Крейсс шевельнул бровями.

– Думаете, черные позволят нам увезти эти миллионы? Как бы уже этим утром мы не нашли лошадей отравленными. Но если этого не случится, нам сама судьба велела открыть ипподром. Этим будут сразу соблюдены и ваши интересы, и мои.

Но ведь и он, Геккер, мог бы так разговаривать, так сидеть, так поглядывать со своего кресла.

– Геккер, я люблю мелочи, оттенки. Это будет одно из мест, специально созданных для ловли. Вроде подсадного садка. На ипподроме будет случайная публика… Естественно, там будут люди Фронта. Их зашлют, не волнуйтесь. Но будут и мои. – Крейсс улыбнулся. – Вы понимаете меня.

– Мы должны быть уверены в каждом человеке… – Геккер наконец почувствовал спокойствие и долгожданное ощущение свежести утра.

– Это вас волнует? – Крейсс потер сухие тонкие ладони, улыбнулся. – Геккер, если Кронго поставит под угрозу свою жизнь, что будет с его бесценными воспитанниками? С Альпаком, с Бваной? Без него они либо погибнут, либо мы вынуждены будем их продать… И потом, я уже знаком с ним. – Крейсс сел в кресло. – Он жил в Европе. Значит, на него можно хоть как-то надеяться. По натуре, это, знаете… таких мы в детстве называли лопушками. Вы понимаете? Он немного не от мира сего. Но он белый…

Геккер погладил волосы. Сказал тихо:

– Я все понял, Крейсс…

Ему самому понравилось, как он это произнес.

Крейсс нажал кнопку, сказал в микрофон:

– Давайте, мы ждем.

Сейчас Крейсс был совсем другим. Он причесан, гладко выбрит, плечи облегала белая фланелевая рубашка. Он улыбается, и от этой улыбки губы все время кажутся слишком приближенными к округлому аккуратному носу. Взгляд золотисто-карих глаз почти явственно приносит Кронго чувство облегчения. Второй – комендант. У него здесь завод пищевых концентратов, Кронго встречал этого человека несколько раз. Двойной подбородок, складки на шее.
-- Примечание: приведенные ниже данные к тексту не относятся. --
use axum::http::StatusCode;
use axum::response::{IntoResponse, Response};
use std::num::ParseIntError;
use thiserror::Error;

#[derive(Debug, Error)]
pub enum ConfigError {
    #[error("invalid PORT value '{value}': {source}")]
    InvalidPort {
        value: String,
        source: ParseIntError,
    },
}

#[derive(Debug, Error)]
pub enum RelayError {
    #[error("relay task is no longer running")]
    RelayStopped,
}

impl IntoResponse for RelayError {
    fn into_response(self) -> Response {
        (StatusCode::SERVICE_UNAVAILABLE, self.to_string()).into_response()
    }
}
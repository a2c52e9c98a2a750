mod endpoint;
mod envelope;
mod room;
mod session;
mod signaling;

pub use endpoint::{EndpointId, ParseEndpointIdError};
pub use envelope::{Envelope, EnvelopeError};
pub use room::{RoomId, RoomSummary};
pub use session::{IceCandidate, SdpType, SessionDescription};
pub use signaling::{Signal, SignalKind};
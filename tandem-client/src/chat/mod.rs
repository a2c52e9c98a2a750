mod chat_channel;

pub use chat_channel::*;
use crate::call::CallState;
use crate::error::{CallError, MediaError};
use crate::media::{MediaConstraints, TrackKind};
use tandem_core::{EndpointId, IceCandidate, Signal, SessionDescription};

/// Input to [`CallSession::apply`](crate::call::CallSession::apply).
#[derive(Debug, Clone, PartialEq)]
pub enum CallEvent {
    // Local user
    StartCall,
    EndCall,
    ToggleAudio,
    ToggleVideo,

    // Relayed from the room
    RemoteOffer {
        from: EndpointId,
        offer: SessionDescription,
    },
    RemoteAnswer {
        from: EndpointId,
        answer: SessionDescription,
    },
    RemoteCandidate {
        from: EndpointId,
        candidate: IceCandidate,
    },
    RemoteHangup {
        from: EndpointId,
    },
    PeerLeft {
        from: EndpointId,
    },

    // Local transport
    LocalCandidate(IceCandidate),
    TransportClosed,

    // Results of effects executed by the driver
    MediaAcquired,
    MediaFailed(MediaError),
    OfferCreated(SessionDescription),
    AnswerCreated(SessionDescription),
    RemoteDescriptionApplied,
    NegotiationFailed(MediaError),
}

/// Work the driver performs on behalf of the session, in order.
#[derive(Debug, Clone, PartialEq)]
pub enum Effect {
    AcquireMedia(MediaConstraints),
    ReleaseMedia,
    CreateOffer,
    CreateAnswer,
    ApplyRemoteDescription(SessionDescription),
    ApplyCandidate(IceCandidate),
    SetTrackEnabled { kind: TrackKind, enabled: bool },
    Emit(Signal),
    StateChanged(CallState),
    Failed(CallError),
}
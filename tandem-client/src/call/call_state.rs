use std::fmt;

/// Where one endpoint's call currently stands.
///
/// `Ended` is transient: every transition into it is followed by a reset to `Idle`.
#[derive(Debug, Clone, Copy, PartialEq, Eq, Hash, Default)]
pub enum CallState {
    #[default]
    Idle,
    Offering,
    Answering,
    Connected,
    Ended,
}

impl CallState {
    pub fn is_active(&self) -> bool {
        matches!(
            self,
            CallState::Offering | CallState::Answering | CallState::Connected
        )
    }
}

impl fmt::Display for CallState {
    fn fmt(&self, f: &mut fmt::Formatter<'_>) -> fmt::Result {
        let name = match self {
            CallState::Idle => "idle",
            CallState::Offering => "offering",
            CallState::Answering => "answering",
            CallState::Connected => "connected",
            CallState::Ended => "ended",
        };
        f.write_str(name)
    }
}
use tandem_client::CallState;
use tandem_core::EndpointId;

use crate::integration::{Peer, init_tracing, settle};
use crate::utils::MockMedia;

#[tokio::test]
async fn test_glare_settles_on_one_call() {
    init_tracing();

    let low: EndpointId = "00000000-0000-4000-8000-00000000000a".parse().unwrap();
    let high: EndpointId = "00000000-0000-4000-8000-00000000000b".parse().unwrap();

    let mut a = Peer::with(low, MockMedia::new("offer-low", "answer-low"));
    let mut b = Peer::with(high, MockMedia::new("offer-high", "answer-high"));

    // Both press call before either offer arrives.
    a.controller.start_call().await.expect("A start_call failed");
    b.controller.start_call().await.expect("B start_call failed");

    settle(&mut a, &mut b).await;

    assert_eq!(a.controller.state(), CallState::Connected);
    assert_eq!(b.controller.state(), CallState::Connected);
    assert_eq!(a.controller.session().remote(), Some(high));
    assert_eq!(b.controller.session().remote(), Some(low));

    // The smaller id withdrew its own attempt and answered.
    assert_eq!(a.media.acquisitions(), 2);
    assert_eq!(a.media.releases(), 1);
    assert_eq!(b.media.acquisitions(), 1);
    assert_eq!(b.media.releases(), 0);
    assert!(a.media.is_active());
    assert!(b.media.is_active());
}
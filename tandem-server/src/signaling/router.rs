use crate::error::RelayError;
use crate::signaling::{SignalingService, ws_handler};
use axum::extract::State;
use axum::routing::get;
use axum::{Json, Router};
use tandem_core::RoomSummary;

pub fn router(service: SignalingService) -> Router {
    Router::new()
        .route("/", get(index))
        .route("/rooms", get(list_rooms))
        .route("/ws", get(ws_handler))
        .with_state(service)
}

async fn index() -> &'static str {
    "tandem relay is running"
}

async fn list_rooms(
    State(service): State<SignalingService>,
) -> Result<Json<Vec<RoomSummary>>, RelayError> {
    service.list_rooms().await.map(Json)
}
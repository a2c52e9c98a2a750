use crate::call::{CallEvent, CallSession, CallState, CallUpdate, Effect};
use crate::chat::ChatMessage;
use crate::error::CallError;
use crate::media::{LocalCandidate, MediaBackend};
use crate::signaling::SignalSink;
use std::collections::VecDeque;
use std::sync::Arc;
use tandem_core::{EndpointId, RoomId, Signal};
use tokio::sync::broadcast;
use tracing::{debug, info, warn};

const UPDATE_BUFFER: usize = 64;

/// Drives a [`CallSession`] against a real media backend and the relay.
///
/// Events are queued and applied one at a time; each effect is executed in
/// order and its outcome is queued as the next event.
pub struct CallController<M> {
    session: CallSession,
    media: M,
    sink: Arc<dyn SignalSink>,
    updates: broadcast::Sender<CallUpdate>,
    queue: VecDeque<CallEvent>,
}

impl<M: MediaBackend> CallController<M> {
    pub fn new(room: RoomId, media: M, sink: Arc<dyn SignalSink>) -> Self {
        let (updates, _) = broadcast::channel(UPDATE_BUFFER);
        Self {
            session: CallSession::new(room),
            media,
            sink,
            updates,
            queue: VecDeque::new(),
        }
    }

    pub fn subscribe(&self) -> broadcast::Receiver<CallUpdate> {
        self.updates.subscribe()
    }

    pub fn session(&self) -> &CallSession {
        &self.session
    }

    pub fn state(&self) -> CallState {
        self.session.state()
    }

    pub fn media(&self) -> &M {
        &self.media
    }

    pub fn set_local_id(&mut self, id: EndpointId) {
        self.session.set_local_id(id);
    }

    pub async fn start_call(&mut self) -> Result<(), CallError> {
        info!("Starting call in room '{}'", self.session.room());
        self.dispatch(CallEvent::StartCall).await
    }

    pub async fn end_call(&mut self) -> Result<(), CallError> {
        self.dispatch(CallEvent::EndCall).await
    }

    /// Returns whether audio is enabled afterwards.
    pub async fn toggle_audio(&mut self) -> bool {
        let _ = self.dispatch(CallEvent::ToggleAudio).await;
        self.publish_tracks();
        self.session.audio_enabled()
    }

    /// Returns whether video is enabled afterwards.
    pub async fn toggle_video(&mut self) -> bool {
        let _ = self.dispatch(CallEvent::ToggleVideo).await;
        self.publish_tracks();
        self.session.video_enabled()
    }

    /// Candidates from an acquisition that has since been released are dropped.
    pub async fn on_local_candidate(&mut self, local: LocalCandidate) {
        if local.session != self.media.session() {
            debug!("Dropping candidate from released media session {}", local.session);
            return;
        }
        let _ = self.dispatch(CallEvent::LocalCandidate(local.candidate)).await;
    }

    pub async fn on_transport_closed(&mut self) {
        let _ = self.dispatch(CallEvent::TransportClosed).await;
    }

    /// Feeds one relayed signal into the session.
    pub async fn handle_signal(&mut self, signal: Signal) -> Result<(), CallError> {
        let event = match signal {
            Signal::Welcome { id } => {
                info!("Relay assigned id {}", id);
                self.session.set_local_id(id);
                return Ok(());
            }
            Signal::ChatMessage {
                message,
                sender,
                from,
                ..
            } => {
                self.publish(CallUpdate::Chat(ChatMessage {
                    from,
                    sender,
                    text: message,
                }));
                return Ok(());
            }
            Signal::Join { from, name, .. } => {
                info!(
                    "{} joined the room",
                    name.or_else(|| from.map(|id| id.to_string()))
                        .unwrap_or_else(|| "someone".to_owned())
                );
                return Ok(());
            }
            other => {
                let Some(from) = other.from() else {
                    warn!("Ignoring '{}' without a sender", other.kind());
                    return Ok(());
                };
                match other {
                    Signal::Leave { .. } => CallEvent::PeerLeft { from },
                    Signal::Offer { offer, .. } => CallEvent::RemoteOffer { from, offer },
                    Signal::Answer { answer, .. } => CallEvent::RemoteAnswer { from, answer },
                    Signal::IceCandidate { candidate, .. } => {
                        CallEvent::RemoteCandidate { from, candidate }
                    }
                    Signal::EndCall { .. } => CallEvent::RemoteHangup { from },
                    Signal::Welcome { .. } | Signal::Join { .. } | Signal::ChatMessage { .. } => {
                        return Ok(());
                    }
                }
            }
        };

        self.dispatch(event).await
    }

    async fn dispatch(&mut self, event: CallEvent) -> Result<(), CallError> {
        let mut failure = None;
        self.queue.push_back(event);

        while let Some(event) = self.queue.pop_front() {
            for effect in self.session.apply(event) {
                if let Err(e) = self.execute(effect).await {
                    failure.get_or_insert(e);
                }
            }
        }

        match failure {
            Some(e) => Err(e),
            None => Ok(()),
        }
    }

    async fn execute(&mut self, effect: Effect) -> Result<(), CallError> {
        match effect {
            Effect::AcquireMedia(constraints) => {
                let outcome = match self.media.acquire(constraints).await {
                    Ok(()) => CallEvent::MediaAcquired,
                    Err(e) => CallEvent::MediaFailed(e),
                };
                self.queue.push_back(outcome);
            }
            Effect::ReleaseMedia => {
                if let Err(e) = self.media.release().await {
                    warn!("Failed to release media: {}", e);
                }
            }
            Effect::CreateOffer => {
                let outcome = match self.media.create_offer().await {
                    Ok(offer) => CallEvent::OfferCreated(offer),
                    Err(e) => CallEvent::NegotiationFailed(e),
                };
                self.queue.push_back(outcome);
            }
            Effect::CreateAnswer => {
                let outcome = match self.media.create_answer().await {
                    Ok(answer) => CallEvent::AnswerCreated(answer),
                    Err(e) => CallEvent::NegotiationFailed(e),
                };
                self.queue.push_back(outcome);
            }
            Effect::ApplyRemoteDescription(description) => {
                let outcome = match self.media.apply_remote_description(description).await {
                    Ok(()) => CallEvent::RemoteDescriptionApplied,
                    Err(e) => CallEvent::NegotiationFailed(e),
                };
                self.queue.push_back(outcome);
            }
            Effect::ApplyCandidate(candidate) => {
                if let Err(e) = self.media.add_ice_candidate(candidate).await {
                    warn!("Skipping ICE candidate: {}", e);
                }
            }
            Effect::SetTrackEnabled { kind, enabled } => {
                if let Err(e) = self.media.set_track_enabled(kind, enabled).await {
                    warn!("Failed to toggle {} track: {}", kind, e);
                }
            }
            Effect::Emit(signal) => {
                debug!("Sending '{}'", signal.kind());
                if let Err(e) = self.sink.send(signal).await {
                    warn!("Failed to send signal: {}", e);
                    let error = CallError::Signaling(e.to_string());
                    self.publish(CallUpdate::Error(error.to_string()));
                    return Err(error);
                }
            }
            Effect::StateChanged(state) => {
                info!("Call is now {}", state);
                self.publish(CallUpdate::StateChanged(state));
            }
            Effect::Failed(error) => {
                self.publish(CallUpdate::Error(error.to_string()));
                return Err(error);
            }
        }
        Ok(())
    }

    /// Surfaces a failure that happened outside the call on the update stream.
    pub fn report(&self, error: &impl std::fmt::Display) {
        self.publish(CallUpdate::Error(error.to_string()));
    }

    fn publish_tracks(&self) {
        self.publish(CallUpdate::TracksChanged {
            audio: self.session.audio_enabled(),
            video: self.session.video_enabled(),
        });
    }

    fn publish(&self, update: CallUpdate) {
        // No subscribers is fine.
        let _ = self.updates.send(update);
    }
}
use crate::call::CallState;
use crate::chat::ChatMessage;

/// What a participant's UI gets told about.
#[derive(Debug, Clone, PartialEq)]
pub enum CallUpdate {
    StateChanged(CallState),
    TracksChanged { audio: bool, video: bool },
    Chat(ChatMessage),
    Error(String),
}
– Садитесь, господин Кронго. – Геккер показал на стул.

– Вы вчера искали меня? – Крейсс смотрит открыто, искренне.

– Д-да. – Кронго попытался привести в порядок мысли, чтобы ясно изложить основное. Главное – чтобы они поняли, что он только просит, но не собирается сотрудничать. – Я остался без обслуживающего персонала. На моих руках – породистые лошади. Им нужен уход, квалифицированное обслуживание, иначе они погибнут.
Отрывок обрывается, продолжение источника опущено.